(Material for this task):
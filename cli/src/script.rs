//! Buffer scripts: a list of circular buffer operations replayed in order.
//!
//! A script file looks like:
//!
//! ```yaml
//! capacity: 3
//! steps:
//!   - op: write
//!     value: a
//!   - op: overwrite
//!     value: b
//!   - op: read
//!   - op: clear
//! ```
//!
//! On the command line the same steps are written as `write:a overwrite:b read clear`.

use std::fmt;
use std::fs;
use std::io;
use std::path::Path;
use std::str::FromStr;

use kata_buffer::{BufferError, CircularBuffer};
use serde::{Deserialize, Serialize};
use thiserror::Error;

/// Error type for loading and running scripts.
#[derive(Debug, Error)]
pub enum ScriptError {
    #[error("failed to read file: {0}")]
    ReadFile(#[from] io::Error),
    #[error("failed to parse YAML: {0}")]
    ParseYaml(#[from] serde_yaml::Error),
    #[error("failed to parse JSON: {0}")]
    ParseJson(#[from] serde_json::Error),
    #[error("failed to parse file (tried YAML and JSON)")]
    ParseFailed,
    #[error("unknown operation '{0}' (expected read, write:V, overwrite:V or clear)")]
    UnknownOp(String),
    #[error("step {index}: '{op}' requires a value")]
    MissingValue { index: usize, op: Op },
    #[error("step {index}: '{op}' does not take a value")]
    UnexpectedValue { index: usize, op: Op },
    #[error(transparent)]
    Buffer(#[from] BufferError),
}

/// A buffer operation.
#[derive(Debug, Clone, Copy, PartialEq, Eq, Serialize, Deserialize)]
#[serde(rename_all = "lowercase")]
pub enum Op {
    Read,
    Write,
    Overwrite,
    Clear,
}

impl Op {
    fn needs_value(self) -> bool {
        matches!(self, Op::Write | Op::Overwrite)
    }
}

impl fmt::Display for Op {
    fn fmt(&self, f: &mut fmt::Formatter<'_>) -> fmt::Result {
        let name = match self {
            Op::Read => "read",
            Op::Write => "write",
            Op::Overwrite => "overwrite",
            Op::Clear => "clear",
        };
        f.write_str(name)
    }
}

impl FromStr for Op {
    type Err = ScriptError;

    fn from_str(s: &str) -> Result<Self, Self::Err> {
        match s {
            "read" => Ok(Op::Read),
            "write" => Ok(Op::Write),
            "overwrite" => Ok(Op::Overwrite),
            "clear" => Ok(Op::Clear),
            other => Err(ScriptError::UnknownOp(other.to_string())),
        }
    }
}

/// A single script step.
#[derive(Debug, Clone, PartialEq, Eq, Serialize, Deserialize)]
pub struct Step {
    pub op: Op,
    #[serde(default, skip_serializing_if = "Option::is_none")]
    pub value: Option<String>,
}

impl FromStr for Step {
    type Err = ScriptError;

    /// Parses `op` or `op:value`.
    fn from_str(s: &str) -> Result<Self, Self::Err> {
        let (op, value) = match s.split_once(':') {
            Some((op, value)) => (op, Some(value.to_string())),
            None => (s, None),
        };
        Ok(Step {
            op: op.trim().to_lowercase().parse()?,
            value,
        })
    }
}

/// A capacity and the steps to replay.
#[derive(Debug, Clone, Default, PartialEq, Eq, Serialize, Deserialize)]
pub struct Script {
    #[serde(default, skip_serializing_if = "Option::is_none")]
    pub capacity: Option<usize>,
    #[serde(default)]
    pub steps: Vec<Step>,
}

/// Outcome of one step.
#[derive(Debug, Clone, PartialEq, Eq, Serialize)]
pub struct StepReport {
    pub op: Op,
    #[serde(skip_serializing_if = "Option::is_none")]
    pub value: Option<String>,
    /// Value returned by a successful read.
    #[serde(skip_serializing_if = "Option::is_none")]
    pub read: Option<String>,
    /// Buffer error, if the step failed.
    #[serde(skip_serializing_if = "Option::is_none")]
    pub error: Option<String>,
}

/// Outcome of a whole script run.
#[derive(Debug, Clone, PartialEq, Eq, Serialize)]
pub struct Report {
    pub capacity: usize,
    pub steps: Vec<StepReport>,
    /// Buffer contents after the last step, oldest first.
    pub contents: Vec<String>,
}

impl Script {
    /// Builds a script from command-line tokens such as `write:1`.
    pub fn from_tokens<S: AsRef<str>>(tokens: &[S]) -> Result<Self, ScriptError> {
        let steps = tokens
            .iter()
            .map(|t| t.as_ref().parse())
            .collect::<Result<Vec<Step>, _>>()?;
        Ok(Script {
            capacity: None,
            steps,
        })
    }

    /// Checks that write and overwrite carry a value and read and clear do not.
    pub fn validate(&self) -> Result<(), ScriptError> {
        for (index, step) in self.steps.iter().enumerate() {
            match (step.op.needs_value(), step.value.is_some()) {
                (true, false) => return Err(ScriptError::MissingValue { index, op: step.op }),
                (false, true) => return Err(ScriptError::UnexpectedValue { index, op: step.op }),
                _ => {}
            }
        }
        Ok(())
    }

    /// Runs the script against a new buffer of `capacity` slots.
    ///
    /// Buffer errors from individual steps are recorded in the report and do
    /// not stop the run.
    pub fn run(&self, capacity: usize) -> Result<Report, ScriptError> {
        self.validate()?;
        let mut buf = CircularBuffer::new(capacity)?;

        let steps = self
            .steps
            .iter()
            .enumerate()
            .map(|(index, step)| apply(&mut buf, index, step))
            .collect();

        Ok(Report {
            capacity,
            steps,
            contents: buf.to_vec(),
        })
    }
}

fn apply(buf: &mut CircularBuffer<String>, index: usize, step: &Step) -> StepReport {
    let mut report = StepReport {
        op: step.op,
        value: step.value.clone(),
        read: None,
        error: None,
    };

    let result = match (step.op, step.value.clone()) {
        (Op::Read, _) => buf.read().map(|v| report.read = Some(v)),
        (Op::Write, Some(v)) => buf.write(v),
        (Op::Overwrite, Some(v)) => {
            buf.overwrite(v);
            Ok(())
        }
        (Op::Clear, _) => {
            buf.clear();
            Ok(())
        }
        // Rejected by validate().
        (Op::Write | Op::Overwrite, None) => Ok(()),
    };

    if let Err(e) = result {
        report.error = Some(e.to_string());
    }

    tracing::debug!(
        index,
        op = %step.op,
        len = buf.len(),
        error = report.error.as_deref(),
        "applied step"
    );

    report
}

/// Loads a script from a YAML or JSON file.
pub fn load_script(path: impl AsRef<Path>) -> Result<Script, ScriptError> {
    let data = fs::read(path.as_ref())?;
    parse_script(&data, path.as_ref())
}

/// Parses script data based on file extension or content.
pub fn parse_script(data: &[u8], path: impl AsRef<Path>) -> Result<Script, ScriptError> {
    let ext = path
        .as_ref()
        .extension()
        .and_then(|e| e.to_str())
        .map(|e| e.to_lowercase());

    match ext.as_deref() {
        Some("yaml") | Some("yml") => Ok(serde_yaml::from_slice(data)?),
        Some("json") => Ok(serde_json::from_slice(data)?),
        _ => {
            if let Ok(v) = serde_yaml::from_slice(data) {
                return Ok(v);
            }
            if let Ok(v) = serde_json::from_slice(data) {
                return Ok(v);
            }
            Err(ScriptError::ParseFailed)
        }
    }
}

#[cfg(test)]
mod tests {
    use super::*;
    use std::io::Write;
    use tempfile::NamedTempFile;

    fn tokens(s: &str) -> Script {
        let parts: Vec<&str> = s.split_whitespace().collect();
        Script::from_tokens(&parts).unwrap()
    }

    #[test]
    fn test_parse_step_tokens() {
        assert_eq!(
            "write:1".parse::<Step>().unwrap(),
            Step { op: Op::Write, value: Some("1".to_string()) }
        );
        assert_eq!(
            "READ".parse::<Step>().unwrap(),
            Step { op: Op::Read, value: None }
        );
        assert_eq!(
            "overwrite:a:b".parse::<Step>().unwrap().value.as_deref(),
            Some("a:b")
        );
        assert!(matches!(
            "push:1".parse::<Step>(),
            Err(ScriptError::UnknownOp(op)) if op == "push"
        ));
    }

    #[test]
    fn test_run_capacity_three_example() {
        let script = tokens("write:1 write:2 write:3 write:4 overwrite:4 read read read read");
        let report = script.run(3).unwrap();

        assert_eq!(report.steps[3].error.as_deref(), Some("buffer is full"));
        assert_eq!(report.steps[4].error, None);
        let reads: Vec<_> = report.steps[5..].iter().map(|s| s.read.as_deref()).collect();
        assert_eq!(reads, vec![Some("2"), Some("3"), Some("4"), None]);
        assert_eq!(report.steps[8].error.as_deref(), Some("buffer is empty"));
        assert!(report.contents.is_empty());
    }

    #[test]
    fn test_run_reports_final_contents() {
        let report = tokens("write:a write:b clear write:c overwrite:d").run(2).unwrap();
        assert_eq!(report.capacity, 2);
        assert_eq!(report.contents, vec!["c".to_string(), "d".to_string()]);
        assert!(report.steps.iter().all(|s| s.error.is_none()));
    }

    #[test]
    fn test_run_rejects_zero_capacity() {
        let result = tokens("read").run(0);
        assert!(matches!(result, Err(ScriptError::Buffer(BufferError::InvalidCapacity))));
    }

    #[test]
    fn test_missing_value() {
        let result = tokens("write:1 overwrite").run(2);
        assert!(matches!(
            result,
            Err(ScriptError::MissingValue { index: 1, op: Op::Overwrite })
        ));
    }

    #[test]
    fn test_unexpected_value() {
        let result = tokens("write:1 read:9").run(2);
        assert!(matches!(
            result,
            Err(ScriptError::UnexpectedValue { index: 1, op: Op::Read })
        ));

        let script = Script {
            capacity: None,
            steps: vec![Step { op: Op::Clear, value: Some("x".to_string()) }],
        };
        let err = script.validate().unwrap_err();
        assert_eq!(err.to_string(), "step 0: 'clear' does not take a value");
    }

    #[test]
    fn test_load_yaml() {
        let mut file = NamedTempFile::with_suffix(".yaml").unwrap();
        writeln!(
            file,
            "capacity: 2\nsteps:\n  - op: write\n    value: x\n  - op: read\n"
        )
        .unwrap();

        let script = load_script(file.path()).unwrap();
        assert_eq!(script.capacity, Some(2));
        assert_eq!(script.steps.len(), 2);
        assert_eq!(script.steps[0].value.as_deref(), Some("x"));

        let report = script.run(2).unwrap();
        assert_eq!(report.steps[1].read.as_deref(), Some("x"));
    }

    #[test]
    fn test_load_json() {
        let mut file = NamedTempFile::with_suffix(".json").unwrap();
        writeln!(
            file,
            r#"{{"steps": [{{"op": "overwrite", "value": "y"}}, {{"op": "clear"}}]}}"#
        )
        .unwrap();

        let script = load_script(file.path()).unwrap();
        assert_eq!(script.capacity, None);
        assert_eq!(script.steps[0].op, Op::Overwrite);
        assert_eq!(script.steps[1].op, Op::Clear);
    }

    #[test]
    fn test_parse_unknown_extension() {
        let data = b"steps:\n  - op: read\n";
        let script = parse_script(data, "script.txt").unwrap();
        assert_eq!(script.steps, vec![Step { op: Op::Read, value: None }]);
    }

    #[test]
    fn test_parse_invalid() {
        let data = b"steps: [ {{{{";
        let result = parse_script(data, "script.txt");
        assert!(matches!(result, Err(ScriptError::ParseFailed)));
    }

    #[test]
    fn test_report_serializes_without_empty_fields() {
        let report = tokens("write:a read read").run(1).unwrap();
        let json = serde_json::to_value(&report).unwrap();
        assert_eq!(json["steps"][0], serde_json::json!({"op": "write", "value": "a"}));
        assert_eq!(json["steps"][1], serde_json::json!({"op": "read", "read": "a"}));
        assert_eq!(json["steps"][2], serde_json::json!({"op": "read", "error": "buffer is empty"}));
    }
}
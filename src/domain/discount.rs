use super::errors::DomainError;

/// Apply a whole-number percentage discount to `original_price`.
///
/// The reduction is `original_price * discount_percentage / 100` with integer
/// division (truncating toward zero), so a price of 99 at 50% becomes 50, not
/// 49. The price itself is not checked; zero and negative prices go through
/// the same arithmetic.
pub fn calculate_discount(original_price: i32, discount_percentage: i32) -> Result<i32, DomainError> {
    if !(0..=100).contains(&discount_percentage) {
        return Err(DomainError::InvalidArgument(
            "Discount percentage must be between 0 and 100.".to_string(),
        ));
    }

    let price = i64::from(original_price);
    let reduction = price * i64::from(discount_percentage) / 100;
    // |reduction| <= |price|, and both share a sign, so the result stays within i32.
    Ok((price - reduction) as i32)
}
pub mod customer;
pub mod discount;
pub mod errors;
pub mod ports;
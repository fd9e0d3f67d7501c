use super::errors::DomainError;

pub const MAX_NAME_LENGTH: usize = 50;
pub const MAX_GENDER_LENGTH: usize = 1;

#[derive(Debug, Clone, PartialEq, Eq)]
pub struct Customer {
    pub customer_key: i32,
    pub first_name: String,
    pub last_name: String,
    pub gender: Option<String>,
}

/// Public projection of a customer; the key is never exposed.
#[derive(Debug, Clone, PartialEq, Eq)]
pub struct CustomerView {
    pub first_name: String,
    pub last_name: String,
    pub gender: Option<String>,
}

impl From<Customer> for CustomerView {
    fn from(c: Customer) -> Self {
        Self {
            first_name: c.first_name,
            last_name: c.last_name,
            gender: c.gender,
        }
    }
}

/// Replacement values for the mutable fields. All three are always written.
#[derive(Debug, Clone, Default, PartialEq, Eq)]
pub struct CustomerUpdate {
    pub first_name: String,
    pub last_name: String,
    pub gender: Option<String>,
}

impl CustomerUpdate {
    pub fn validate(&self) -> Result<(), DomainError> {
        check_length("FirstName", &self.first_name, MAX_NAME_LENGTH)?;
        check_length("LastName", &self.last_name, MAX_NAME_LENGTH)?;
        if let Some(gender) = &self.gender {
            check_length("Gender", gender, MAX_GENDER_LENGTH)?;
        }
        Ok(())
    }
}

fn check_length(field: &str, value: &str, max: usize) -> Result<(), DomainError> {
    if value.chars().count() > max {
        return Err(DomainError::InvalidArgument(format!(
            "{field} must be at most {max} characters."
        )));
    }
    Ok(())
}

#[derive(Debug, Clone)]
pub struct CustomerPage {
    pub total_records: i64,
    pub page_number: i32,
    pub customers_per_page: i32,
    pub customers: Vec<CustomerView>,
}
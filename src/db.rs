use diesel::pg::PgConnection;
use diesel::r2d2::{ConnectionManager, Pool};

pub type DbPool = Pool<ConnectionManager<PgConnection>>;

pub fn create_pool(database_url: &str, max_size: u32) -> Result<DbPool, r2d2::Error> {
    let manager = ConnectionManager::<PgConnection>::new(database_url);
    Pool::builder().max_size(max_size).build(manager)
}
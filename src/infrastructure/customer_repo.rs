use diesel::prelude::*;

use crate::db::DbPool;
use crate::domain::customer::{Customer, CustomerUpdate, CustomerView};
use crate::domain::errors::DomainError;
use crate::domain::ports::CustomerRepository;
use crate::schema::dim_customer;

use super::models::{CustomerChangeset, CustomerRow, CustomerSummaryRow};

// ── Error conversions (infrastructure concern only) ──────────────────────────

impl From<diesel::result::Error> for DomainError {
    fn from(e: diesel::result::Error) -> Self {
        DomainError::Internal(e.to_string())
    }
}

impl From<r2d2::Error> for DomainError {
    fn from(e: r2d2::Error) -> Self {
        DomainError::Internal(e.to_string())
    }
}

// ── Repository ────────────────────────────────────────────────────────────────

pub struct DieselCustomerRepository {
    pool: DbPool,
}

impl DieselCustomerRepository {
    pub fn new(pool: DbPool) -> Self {
        Self { pool }
    }
}

impl CustomerRepository for DieselCustomerRepository {
    fn count(&self) -> Result<i64, DomainError> {
        let mut conn = self.pool.get()?;

        Ok(dim_customer::table.count().get_result(&mut conn)?)
    }

    fn fetch_page(&self, skip: i64, take: i64) -> Result<Vec<CustomerView>, DomainError> {
        let mut conn = self.pool.get()?;

        let rows = dim_customer::table
            .select(CustomerSummaryRow::as_select())
            .order((dim_customer::last_name.asc(), dim_customer::customer_key.asc()))
            .offset(skip)
            .limit(take)
            .load(&mut conn)?;

        Ok(rows.into_iter().map(CustomerView::from).collect())
    }

    fn find_by_key(&self, customer_key: i32) -> Result<Option<Customer>, DomainError> {
        let mut conn = self.pool.get()?;

        let row = dim_customer::table
            .find(customer_key)
            .select(CustomerRow::as_select())
            .first(&mut conn)
            .optional()?;

        Ok(row.map(Customer::from))
    }

    fn update(&self, customer_key: i32, update: &CustomerUpdate) -> Result<(), DomainError> {
        let mut conn = self.pool.get()?;

        let affected = diesel::update(dim_customer::table.find(customer_key))
            .set(&CustomerChangeset::from(update))
            .execute(&mut conn)?;

        if affected == 0 {
            return Err(DomainError::NotFound);
        }
        Ok(())
    }

    fn delete(&self, customer_key: i32) -> Result<(), DomainError> {
        let mut conn = self.pool.get()?;

        let affected =
            diesel::delete(dim_customer::table.find(customer_key)).execute(&mut conn)?;

        if affected == 0 {
            return Err(DomainError::NotFound);
        }
        Ok(())
    }
}
use customer_service::{build_server, create_pool, run_migrations, AppConfig};
use dotenvy::dotenv;

#[actix_web::main]
async fn main() -> std::io::Result<()> {
    dotenv().ok();
    env_logger::init_from_env(env_logger::Env::default().default_filter_or("info"));

    let config = AppConfig::from_env().map_err(std::io::Error::other)?;

    let pool = create_pool(&config.database_url, config.pool_max_size)
        .map_err(std::io::Error::other)?;
    if config.run_migrations {
        run_migrations(&pool).map_err(std::io::Error::other)?;
    }

    log::info!("Starting server at http://{}:{}", config.host, config.port);

    build_server(pool, &config.host, config.port)?.await
}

(Problem description):
Copy exactly the lines above, starting at the opening line and finishing at the line in which "let name = match" occurs.

(Output for this task):
filename cli/src/script.rs
//! Buffer scripts: a list of circular buffer operations replayed in order.
//!
//! A script file looks like:
//!
//! ```yaml
//! capacity: 3
//! steps:
//!   - op: write
//!     value: a
//!   - op: overwrite
//!     value: b
//!   - op: read
//!   - op: clear
//! ```
//!
//! On the command line the same steps are written as `write:a overwrite:b read clear`.

use std::fmt;
use std::fs;
use std::io;
use std::path::Path;
use std::str::FromStr;

use kata_buffer::{BufferError, CircularBuffer};
use serde::{Deserialize, Serialize};
use thiserror::Error;

/// Error type for loading and running scripts.
#[derive(Debug, Error)]
pub enum ScriptError {
    #[error("failed to read file: {0}")]
    ReadFile(#[from] io::Error),
    #[error("failed to parse YAML: {0}")]
    ParseYaml(#[from] serde_yaml::Error),
    #[error("failed to parse JSON: {0}")]
    ParseJson(#[from] serde_json::Error),
    #[error("failed to parse file (tried YAML and JSON)")]
    ParseFailed,
    #[error("unknown operation '{0}' (expected read, write:V, overwrite:V or clear)")]
    UnknownOp(String),
    #[error("step {index}: '{op}' requires a value")]
    MissingValue { index: usize, op: Op },
    #[error("step {index}: '{op}' does not take a value")]
    UnexpectedValue { index: usize, op: Op },
    #[error(transparent)]
    Buffer(#[from] BufferError),
}

/// A buffer operation.
#[derive(Debug, Clone, Copy, PartialEq, Eq, Serialize, Deserialize)]
#[serde(rename_all = "lowercase")]
pub enum Op {
    Read,
    Write,
    Overwrite,
    Clear,
}

impl Op {
    fn needs_value(self) -> bool {
        matches!(self, Op::Write | Op::Overwrite)
    }
}

impl fmt::Display for Op {
    fn fmt(&self, f: &mut fmt::Formatter<'_>) -> fmt::Result {
        let name = match self {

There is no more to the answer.